# PROVIDED DATA:
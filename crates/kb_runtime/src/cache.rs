//! Two-tier content cache: hot in-memory LRU plus optional warm on-disk
//! tier, keyed by `(relative path, fingerprint)`.
//!
//! Freshness is three-phased per entry: *fresh* within `ttl_ms` of
//! insertion, *stale* (servable, refresh-worthy) up to `stale_ms`, then
//! expired. Misses coalesce per key: under N concurrent misses the
//! underlying source is read exactly once and every caller observes the
//! same result or error.

use std::collections::HashMap;
use std::sync::atomic::{AtomicU64, Ordering};
use std::sync::{Arc, Mutex};
use std::time::Duration;

use lru::LruCache;
use thiserror::Error;
use tokio::time::Instant;
use tracing::debug;

use kb_events::{Event, EventBus, EventKind};

use crate::config::CacheSettings;
use crate::context::{CorrelationId, RequestContext};
use crate::fingerprint::{estimate_tokens, Fingerprint};
use crate::index::FileRef;
use crate::source::ContentSource;
use crate::warm::WarmTier;

/// Cache key: forward-slash path relative to the content root, plus the
/// indexed content fingerprint. A changed file gets a new fingerprint and
/// therefore a clean miss.
#[derive(Debug, Clone, PartialEq, Eq, Hash)]
pub struct CacheKey {
    pub path: String,
    pub fingerprint: Fingerprint,
}

impl CacheKey {
    pub fn for_file(file: &FileRef) -> Self {
        Self {
            path: file.relative_path.clone(),
            fingerprint: file.fingerprint,
        }
    }
}

/// Content of one file plus its token estimate. Clones share the bytes.
#[derive(Debug, Clone)]
pub struct ContentBlob {
    pub file: FileRef,
    pub bytes: Arc<[u8]>,
    pub token_estimate: u64,
}

impl ContentBlob {
    fn new(file: FileRef, bytes: Vec<u8>) -> Self {
        let token_estimate = estimate_tokens(bytes.len() as u64);
        Self {
            file,
            bytes: bytes.into(),
            token_estimate,
        }
    }

    pub fn text(&self) -> String {
        String::from_utf8_lossy(&self.bytes).into_owned()
    }
}

/// Hot-tier lookup result.
#[derive(Debug, Clone)]
pub enum CacheOutcome {
    /// Within the TTL horizon; serve as-is.
    Fresh(ContentBlob),
    /// Past TTL but within the serve-stale window; serve immediately, then
    /// consider [`ContentCache::spawn_refresh`].
    Stale(ContentBlob),
    Miss,
}

/// Read failure surfaced by [`ContentCache::read_through`]. Cloneable so a
/// single-flight leader's error reaches every waiter.
#[derive(Debug, Clone, PartialEq, Eq, Error)]
#[error("failed to read `{path}`: {message}")]
pub struct ReadError {
    pub path: String,
    pub message: String,
}

#[derive(Debug, Clone, Copy, Default, PartialEq, Eq)]
pub struct CacheStatsSnapshot {
    pub hits: u64,
    pub stale_hits: u64,
    pub misses: u64,
    pub evictions: u64,
}

struct HotEntry {
    blob: ContentBlob,
    inserted_at: Instant,
}

struct HotTier {
    entries: LruCache<CacheKey, HotEntry>,
    total_bytes: usize,
}

struct Flight {
    cell: tokio::sync::OnceCell<Result<ContentBlob, ReadError>>,
}

#[derive(Default)]
struct CacheCounters {
    hits: AtomicU64,
    stale_hits: AtomicU64,
    misses: AtomicU64,
    evictions: AtomicU64,
}

pub struct ContentCache {
    hot: Mutex<HotTier>,
    max_entries: usize,
    max_bytes: usize,
    ttl: Duration,
    stale: Duration,
    warm: Option<WarmTier>,
    flights: Mutex<HashMap<CacheKey, Arc<Flight>>>,
    source: Arc<dyn ContentSource>,
    bus: EventBus,
    counters: CacheCounters,
}

impl ContentCache {
    pub fn new(settings: &CacheSettings, source: Arc<dyn ContentSource>, bus: EventBus) -> Self {
        Self {
            hot: Mutex::new(HotTier {
                entries: LruCache::unbounded(),
                total_bytes: 0,
            }),
            max_entries: settings.max_entries,
            max_bytes: settings.max_bytes,
            ttl: Duration::from_millis(settings.ttl_ms),
            stale: Duration::from_millis(settings.stale_ms),
            warm: settings.warm_dir.clone().map(WarmTier::new),
            flights: Mutex::new(HashMap::new()),
            source,
            bus,
            counters: CacheCounters::default(),
        }
    }

    /// Hot-tier lookup. Emits `cache.hit`, `cache.stale_hit`, or
    /// `cache.miss`; expired entries are dropped on sight.
    pub fn lookup(&self, file: &FileRef, ctx: &RequestContext) -> CacheOutcome {
        let key = CacheKey::for_file(file);
        let now = Instant::now();
        let mut hot = self.hot.lock().expect("hot tier poisoned");
        let mut expired = false;
        let outcome = match hot.entries.get(&key) {
            Some(entry) => {
                let age = now.saturating_duration_since(entry.inserted_at);
                if age <= self.ttl {
                    CacheOutcome::Fresh(entry.blob.clone())
                } else if age <= self.stale {
                    CacheOutcome::Stale(entry.blob.clone())
                } else {
                    expired = true;
                    CacheOutcome::Miss
                }
            }
            None => CacheOutcome::Miss,
        };
        if expired {
            if let Some(evicted) = hot.entries.pop(&key) {
                hot.total_bytes = hot.total_bytes.saturating_sub(evicted.blob.bytes.len());
            }
        }
        drop(hot);

        let (kind, counter) = match &outcome {
            CacheOutcome::Fresh(_) => (EventKind::CacheHit, &self.counters.hits),
            CacheOutcome::Stale(_) => (EventKind::CacheStaleHit, &self.counters.stale_hits),
            CacheOutcome::Miss => (EventKind::CacheMiss, &self.counters.misses),
        };
        counter.fetch_add(1, Ordering::Relaxed);
        self.bus.publish(
            Event::new(kind, ctx.correlation().as_str()).with_field("path", key.path.as_str()),
        );
        outcome
    }

    /// Stale-window view used by the fallback provider; does not count as a
    /// lookup but does announce itself when it serves.
    pub fn stale_blob(&self, file: &FileRef, ctx: &RequestContext) -> Option<ContentBlob> {
        let key = CacheKey::for_file(file);
        let now = Instant::now();
        let blob = {
            let mut hot = self.hot.lock().expect("hot tier poisoned");
            hot.entries.get(&key).and_then(|entry| {
                let age = now.saturating_duration_since(entry.inserted_at);
                (age <= self.stale).then(|| entry.blob.clone())
            })
        }?;
        self.counters.stale_hits.fetch_add(1, Ordering::Relaxed);
        self.bus.publish(
            Event::new(EventKind::CacheStaleHit, ctx.correlation().as_str())
                .with_field("path", key.path.as_str()),
        );
        Some(blob)
    }

    /// Miss path: warm tier, then the content source, under single-flight
    /// coalescing per key. The result (or error) is shared by every caller
    /// that joined the flight.
    pub async fn read_through(
        &self,
        file: &FileRef,
        ctx: &RequestContext,
    ) -> Result<ContentBlob, ReadError> {
        let key = CacheKey::for_file(file);
        let flight = {
            let mut flights = self.flights.lock().expect("flight table poisoned");
            Arc::clone(flights.entry(key.clone()).or_insert_with(|| {
                Arc::new(Flight {
                    cell: tokio::sync::OnceCell::new(),
                })
            }))
        };
        let result = flight
            .cell
            .get_or_init(|| self.perform_read(file, ctx))
            .await
            .clone();
        let mut flights = self.flights.lock().expect("flight table poisoned");
        if let Some(current) = flights.get(&key) {
            if Arc::ptr_eq(current, &flight) {
                flights.remove(&key);
            }
        }
        result
    }

    async fn perform_read(&self, file: &FileRef, ctx: &RequestContext) -> Result<ContentBlob, ReadError> {
        // A completed leader may have populated the hot tier while this
        // caller was en route to the flight.
        if let Some(blob) = self.fresh_blob(file) {
            return Ok(blob);
        }
        if let Some(warm) = &self.warm {
            if let Some(bytes) = warm.get(&file.fingerprint).await {
                let blob = ContentBlob::new(file.clone(), bytes);
                self.insert(blob.clone(), ctx);
                return Ok(blob);
            }
        }
        let bytes = self
            .source
            .read(&file.absolute_path)
            .await
            .map_err(|error| ReadError {
                path: file.relative_path.clone(),
                message: error.to_string(),
            })?;
        let fingerprint = Fingerprint::of(&bytes);
        let blob = ContentBlob::new(file.clone(), bytes);
        self.insert(blob.clone(), ctx);
        if let Some(warm) = &self.warm {
            warm.put(&fingerprint, &blob.bytes).await;
        }
        Ok(blob)
    }

    fn fresh_blob(&self, file: &FileRef) -> Option<ContentBlob> {
        let key = CacheKey::for_file(file);
        let now = Instant::now();
        let mut hot = self.hot.lock().expect("hot tier poisoned");
        hot.entries.get(&key).and_then(|entry| {
            let age = now.saturating_duration_since(entry.inserted_at);
            (age <= self.ttl).then(|| entry.blob.clone())
        })
    }

    /// Kicks off an asynchronous refresh after a stale hit. At most one
    /// concurrent refresh per key; extra calls are no-ops while one runs.
    pub fn spawn_refresh(
        self: &Arc<Self>,
        file: FileRef,
        correlation: CorrelationId,
        budget: Duration,
    ) {
        let key = CacheKey::for_file(&file);
        {
            let flights = self.flights.lock().expect("flight table poisoned");
            if flights.contains_key(&key) {
                return;
            }
        }
        let cache = Arc::clone(self);
        tokio::spawn(async move {
            let ctx = RequestContext::with_parts(None, correlation, Default::default());
            // The stale entry stays resident until the re-read lands, so a
            // failed refresh keeps serving stale instead of going dark.
            match tokio::time::timeout(budget, cache.read_through(&file, &ctx)).await {
                Ok(Ok(_)) => {}
                Ok(Err(error)) => {
                    debug!(%error, path = %file.relative_path, "stale refresh failed")
                }
                Err(_) => debug!(path = %file.relative_path, "stale refresh timed out"),
            }
        });
    }

    fn insert(&self, blob: ContentBlob, ctx: &RequestContext) {
        let key = CacheKey::for_file(&blob.file);
        let added = blob.bytes.len();
        let mut hot = self.hot.lock().expect("hot tier poisoned");
        if let Some(previous) = hot.entries.put(
            key,
            HotEntry {
                blob,
                inserted_at: Instant::now(),
            },
        ) {
            hot.total_bytes = hot.total_bytes.saturating_sub(previous.blob.bytes.len());
        }
        hot.total_bytes += added;

        let mut evicted = Vec::new();
        while hot.entries.len() > self.max_entries || hot.total_bytes > self.max_bytes {
            let Some((key, entry)) = hot.entries.pop_lru() else {
                break;
            };
            hot.total_bytes = hot.total_bytes.saturating_sub(entry.blob.bytes.len());
            evicted.push(key.path);
        }
        drop(hot);

        for path in evicted {
            self.counters.evictions.fetch_add(1, Ordering::Relaxed);
            self.bus.publish(
                Event::new(EventKind::CacheEvict, ctx.correlation().as_str())
                    .with_field("path", path),
            );
        }
    }

    pub fn stats(&self) -> CacheStatsSnapshot {
        CacheStatsSnapshot {
            hits: self.counters.hits.load(Ordering::Relaxed),
            stale_hits: self.counters.stale_hits.load(Ordering::Relaxed),
            misses: self.counters.misses.load(Ordering::Relaxed),
            evictions: self.counters.evictions.load(Ordering::Relaxed),
        }
    }
}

# EXERCISE DESCRIPTION:
What lines of the listing contain the word "budget"? Copy them all.

# RESPONSE AREA:
        budget: Duration,
            match tokio::time::timeout(budget, cache.read_through(&file, &ctx)).await {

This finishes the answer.